3. The HBV model

3. The HBV model#

In this chapter, the discharge of the Okavango River at Mohembo will be modelled. First, a model is selected based on similar studies of the river. Using similar studies, a hydrological model that is suitable for the Okavango River can be chosen. After the selection, the model will be calibrated and the result will be compared to the observed discharge data.

Model selection#

Different hydrological models have been used in earlier research to model the Okavango River. One study in 2006 used the Pitman hydrological model to assess the impact of different climate change scenarios on the river flow (Andersson, et al., 2006). More recent studies use the Soil and Water Assessment Tool (SWAT) to model the Okavango River (Homa, et al., 2025; Negussie, et al., 2026). The eWaterCycle does not contain one these models, so for this study the Hydrologiska Bryåns Vattenbalansavdelning (HBV) model is chosen. The reason for this choice is the fact that the HBV model shares some similarities with the Pitman model. Like the Pitman model and SWAT, the HBV model is conceptual. Also, the processes that are used in the different models are similar. In figure 3.1, a schematic representation of the HBV model is given (Melotto, et al., 2026). The HBV model is a conceptual catchment model and it has a relatively simple model structure. Despite the simplicity of the model, the HBV model performed well during several model intercomparisons (Seibert & Bergström, 2022). The components of the HBV model with their description are given in table 3.1 (Melotto, et al., 2026).

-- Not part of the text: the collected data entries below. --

//! Application state and key handling.

use std::sync::mpsc;

use crossterm::event::KeyCode;
use rewind_tictactoe::{
    Dispatched, Intent, MoveOutcome, PlayerNames, Position, Seat, Session, Snapshot,
};
use tracing::{debug, info, instrument, warn};

use super::input::{digit_cell, move_cursor};

/// A seat name being typed in.
#[derive(Debug, Clone, PartialEq, Eq)]
pub struct NameEntry {
    /// Seat being renamed.
    pub seat: Seat,
    /// Text typed so far.
    pub buffer: String,
}

/// Main application state.
///
/// Holds the session and the latest snapshot it published. Rendering reads
/// only the snapshot; key presses become intents.
pub struct App {
    session: Session,
    updates: mpsc::Receiver<Snapshot>,
    view: Snapshot,
    cursor: Position,
    editing: Option<NameEntry>,
    message: String,
    should_quit: bool,
}

impl App {
    /// Creates the app and subscribes it to `names`' session.
    #[instrument(skip(names))]
    pub fn new(names: PlayerNames) -> Self {
        let mut session = Session::new(names);
        let (tx, rx) = mpsc::channel();
        session.subscribe(tx);
        let view = session.snapshot().clone();

        Self {
            session,
            updates: rx,
            view,
            cursor: Position::Center,
            editing: None,
            message: "Press s to start, Tab to enter names.".to_string(),
            should_quit: false,
        }
    }

    /// The snapshot to draw.
    pub fn view(&self) -> &Snapshot {
        &self.view
    }

    /// Board cursor.
    pub fn cursor(&self) -> Position {
        self.cursor
    }

    /// Name being edited, if any.
    pub fn editing(&self) -> Option<&NameEntry> {
        self.editing.as_ref()
    }

    /// Last feedback message.
    pub fn message(&self) -> &str {
        &self.message
    }

    /// Whether the main loop should exit.
    pub fn should_quit(&self) -> bool {
        self.should_quit
    }

    /// Handles one key press.
    #[instrument(skip(self))]
    pub fn handle_key(&mut self, key: KeyCode) {
        if self.editing.is_some() {
            self.handle_name_key(key);
            return;
        }

        match key {
            KeyCode::Char('q') | KeyCode::Esc => {
                info!("User quit");
                self.should_quit = true;
            }
            KeyCode::Char('s') => self.send(Intent::Start),
            KeyCode::Char('r') => self.send(Intent::Reset),
            KeyCode::Char('[') => {
                if let Some(step) = self.view.current_step().checked_sub(1) {
                    self.send(Intent::JumpTo(step));
                }
            }
            KeyCode::Char(']') => {
                let step = self.view.current_step() + 1;
                if step < self.view.moves().len() {
                    self.send(Intent::JumpTo(step));
                }
            }
            KeyCode::Char('0') if !self.view.moves().is_empty() => self.send(Intent::JumpTo(0)),
            KeyCode::Char(c) if digit_cell(c).is_some() => {
                if let Some(cell) = digit_cell(c) {
                    self.cursor = Position::from_index(cell).unwrap_or(self.cursor);
                    self.send(Intent::Click(cell));
                }
            }
            KeyCode::Enter | KeyCode::Char(' ') => self.send(Intent::Click(self.cursor.to_index())),
            KeyCode::Tab => self.begin_editing(Seat::One),
            code @ (KeyCode::Up | KeyCode::Down | KeyCode::Left | KeyCode::Right) => {
                self.cursor = move_cursor(self.cursor, code);
            }
            _ => {}
        }
    }

    fn begin_editing(&mut self, seat: Seat) {
        if self.session.engine().is_started() {
            self.message = "Names are locked once the game starts.".to_string();
            return;
        }
        debug!(%seat, "Editing name");
        self.editing = Some(NameEntry {
            seat,
            buffer: self.session.names().get(seat).to_string(),
        });
        self.message = "Type a name, Enter to save, Tab for the other player, Esc to cancel."
            .to_string();
    }

    fn handle_name_key(&mut self, key: KeyCode) {
        let Some(entry) = self.editing.as_mut() else {
            return;
        };

        match key {
            KeyCode::Char(c) => entry.buffer.push(c),
            KeyCode::Backspace => {
                entry.buffer.pop();
            }
            KeyCode::Esc => {
                self.editing = None;
                self.message.clear();
            }
            KeyCode::Enter | KeyCode::Tab => {
                let NameEntry { seat, buffer } = entry.clone();
                self.session.rename(seat, buffer);
                self.drain();
                if key == KeyCode::Tab {
                    self.begin_editing(seat.other());
                } else {
                    self.editing = None;
                    self.message = "Names saved. Press s to start.".to_string();
                }
            }
            _ => {}
        }
    }

    /// Forwards an intent and records feedback for the status bar.
    fn send(&mut self, intent: Intent) {
        match self.session.dispatch(intent) {
            Ok(Dispatched::Moved(MoveOutcome::Ignored(reason))) => {
                debug!(%reason, "Click ignored");
                self.message = format!("Ignored: {reason}.");
            }
            Ok(Dispatched::Reset(Some(seat))) => {
                self.message = format!("Point to {}.", self.session.names().get(seat));
            }
            Ok(Dispatched::Reset(None)) => {
                self.message = "New round, no points awarded.".to_string();
            }
            Ok(_) => self.message.clear(),
            Err(e) => {
                warn!(error = %e, %intent, "Intent rejected");
                self.message = e.to_string();
            }
        }
        self.drain();
    }

    /// Pulls every published snapshot, keeping the newest.
    fn drain(&mut self) {
        for snapshot in self.updates.try_iter() {
            self.view = snapshot;
        }
    }
}
//! Read-only projection of the engine for renderers.
//!
//! A [`Snapshot`] carries everything a renderer needs: the viewed board,
//! the winning cells to highlight, move labels, whose turn it is, and the
//! scoreboard. Names only feed label text; the engine never sees them.

use derive_getters::Getters;
use serde::Serialize;
use strum::IntoEnumIterator;

use crate::rules::WinningLine;
use crate::{Board, GameEngine, GameStatus, Phase, Player, Scores, Seat, Standing};

/// Display names for the two seats.
#[derive(Debug, Clone, PartialEq, Eq, Serialize)]
pub struct PlayerNames {
    player_one: String,
    player_two: String,
}

impl PlayerNames {
    /// Default name of seat one.
    pub const DEFAULT_ONE: &'static str = "Player 1";
    /// Default name of seat two.
    pub const DEFAULT_TWO: &'static str = "Player 2";

    /// Creates names for both seats.
    pub fn new(player_one: impl Into<String>, player_two: impl Into<String>) -> Self {
        Self {
            player_one: player_one.into(),
            player_two: player_two.into(),
        }
    }

    /// Name of `seat`.
    pub fn get(&self, seat: Seat) -> &str {
        match seat {
            Seat::One => &self.player_one,
            Seat::Two => &self.player_two,
        }
    }

    /// Renames `seat`. A blank name falls back to the seat default.
    pub fn set(&mut self, seat: Seat, name: impl Into<String>) {
        let name = name.into();
        let name = if name.trim().is_empty() {
            Self::default_for(seat).to_string()
        } else {
            name
        };
        match seat {
            Seat::One => self.player_one = name,
            Seat::Two => self.player_two = name,
        }
    }

    fn default_for(seat: Seat) -> &'static str {
        match seat {
            Seat::One => Self::DEFAULT_ONE,
            Seat::Two => Self::DEFAULT_TWO,
        }
    }
}

impl Default for PlayerNames {
    fn default() -> Self {
        Self::new(Self::DEFAULT_ONE, Self::DEFAULT_TWO)
    }
}

/// One entry of the move list.
#[derive(Debug, Clone, PartialEq, Eq, Serialize, Getters)]
pub struct MoveLabel {
    /// History index this label jumps to.
    step: usize,
    /// "Go to Game Start" or "Go to Move #n".
    text: String,
    /// Whether this entry is the one on screen.
    current: bool,
}

impl MoveLabel {
    fn new(step: usize, current_step: usize) -> Self {
        let text = if step == 0 {
            "Go to Game Start".to_string()
        } else {
            format!("Go to Move #{step}")
        };
        Self {
            step,
            text,
            current: step == current_step,
        }
    }
}

/// A seat's line on the scoreboard.
#[derive(Debug, Clone, PartialEq, Eq, Serialize, Getters)]
pub struct SeatLine {
    /// The seat described.
    seat: Seat,
    /// Its display name.
    name: String,
    /// The mark it plays this round.
    symbol: Player,
    /// Rounds won.
    score: u32,
    /// Compared with the other seat.
    standing: Standing,
}

impl SeatLine {
    /// "<name>: <n> points."
    pub fn score_text(&self) -> String {
        format!("{}: {} points.", self.name, self.score)
    }
}

/// Everything a renderer needs, frozen at one moment.
#[derive(Debug, Clone, PartialEq, Eq, Serialize, Getters)]
pub struct Snapshot {
    /// Lifecycle phase.
    phase: Phase,
    /// The viewed board.
    board: Board,
    /// Completed line on the viewed board, for highlighting.
    winning_line: Option<WinningLine>,
    /// Round outcome from the latest board.
    status: GameStatus,
    /// Human-readable status line.
    status_text: String,
    /// Index of the viewed history entry.
    current_step: usize,
    /// One label per history entry; empty before the game starts.
    moves: Vec<MoveLabel>,
    /// Mark placed by the next click.
    next_symbol: Player,
    /// Seat whose turn it is.
    seat_to_move: Seat,
    /// Rounds won per seat.
    scores: Scores,
    /// Scoreboard lines, seat one first.
    seats: Vec<SeatLine>,
}

impl Snapshot {
    /// Projects `engine` with `names` for labels.
    pub fn capture(engine: &GameEngine, names: &PlayerNames) -> Self {
        let started = engine.is_started();
        let winning_line = engine.current_winner();
        let scores = engine.scores();
        let player_one_is_x = engine.player_one_is_x();

        let moves = if started {
            (0..engine.history().len())
                .map(|step| MoveLabel::new(step, engine.current_step()))
                .collect()
        } else {
            Vec::new()
        };

        let seats = Seat::iter()
            .map(|seat| SeatLine {
                seat,
                name: names.get(seat).to_string(),
                symbol: seat.symbol(player_one_is_x),
                score: scores.get(seat),
                standing: scores.standing(seat),
            })
            .collect();

        Self {
            phase: engine.phase(),
            board: engine.current_board().clone(),
            winning_line,
            status: engine.game_status(),
            status_text: status_text(engine, names, winning_line),
            current_step: engine.current_step(),
            moves,
            next_symbol: engine.next_symbol(),
            seat_to_move: engine.seat_to_move(),
            scores,
            seats,
        }
    }

    /// Whether `step`'s label is the viewed one.
    pub fn is_current(&self, step: usize) -> bool {
        self.current_step == step
    }

    /// Scoreboard line for `seat`.
    pub fn seat(&self, seat: Seat) -> &SeatLine {
        match seat {
            Seat::One => &self.seats[0],
            Seat::Two => &self.seats[1],
        }
    }
}

/// Status line shown above the move list.
///
/// The winner comes from the viewed board, the draw from the history length,
/// and the turn from the turn flag mapped onto a seat.
fn status_text(engine: &GameEngine, names: &PlayerNames, winner: Option<WinningLine>) -> String {
    let player_one_is_x = engine.player_one_is_x();
    if let Some(win) = winner {
        let seat = Seat::owning(win.symbol, player_one_is_x);
        format!("Winner is: {}!", names.get(seat))
    } else if engine.game_status() == GameStatus::Draw {
        "It's a Draw!".to_string()
    } else if engine.is_started() {
        format!(
            "{}'s Turn: {}",
            names.get(engine.seat_to_move()),
            engine.next_symbol()
        )
    } else {
        String::new()
    }
}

*Figure 3.1: Schematic representation HBV (Melotto, et al., 2026)*

	Inputs	Description
Reservoirs	Sp	Snow reservoir
	Si	Interception reservoir
	Su	Unsaturated reservoir
	Sf	Fast reservoir
	Ss	Slow reservoir
Inputs	P	Precipitation (mm/day)
	Ep	Potential evaporation (mm/day)
	T	Temperature (degree Celsius)
Parameters	Imax	Interception capacity (mm)
	Ce	Soil runoff coefficient (-)
	Sumax	Max soil moisture storage (mm)
	Beta	Shape parameter for runoff generation (-)
	Pmax	Percolation threshold (mm/day)
	Tlag	Routing lag time (days)
	Kf	Fast runoff recession coefficient (1/day)
	Ks	Slow runoff recession coefficient (1/day)
	Fm	Snowmelt factor (-)

Table 3.1: Elaboration different components (Melotto, et al., 2026)

3.2 Calibration#

The precipitation, temperature and potential evaporation are the inputs for the HBV model. These inputs are retrieved from the ERA5 dataset. In the code below, the way to download the ERA5 forcing data is shown. To download the forcing data, a shapefile of the catchment area is needed. The shapefile for the catchment area of Mohembo is made with QGIS, using HydroBASINS of Africa (HydroSHEDS, 2026). “HydroBASINS represents a series of vectorized polygon layers that depict sub-basin boundaries at a global scale” (HydroSHEDS, 2026). With a picture of the catchment area of Mohembo, the sub-basins are selected in QGIS to make the shapefile (Bartsch, et al., 2006).

#Loading packages
import warnings
warnings.filterwarnings("ignore", category=UserWarning)

import numpy as np
from pathlib import Path
import pandas as pd
import matplotlib.pyplot as plt
import xarray as xr

import ewatercycle
import ewatercycle.models
import ewatercycle.forcing

from scipy.stats import qmc

#Loading shapefile of the catchment area of Mohembo
shapefile_path =  Path.home() / "BEP-beau/book/thesis_projects/BSc/2026_Q4_BeauBuijtenhuijs_CEG/Data/Shapefile" / "CatchmentArea_4326.shp"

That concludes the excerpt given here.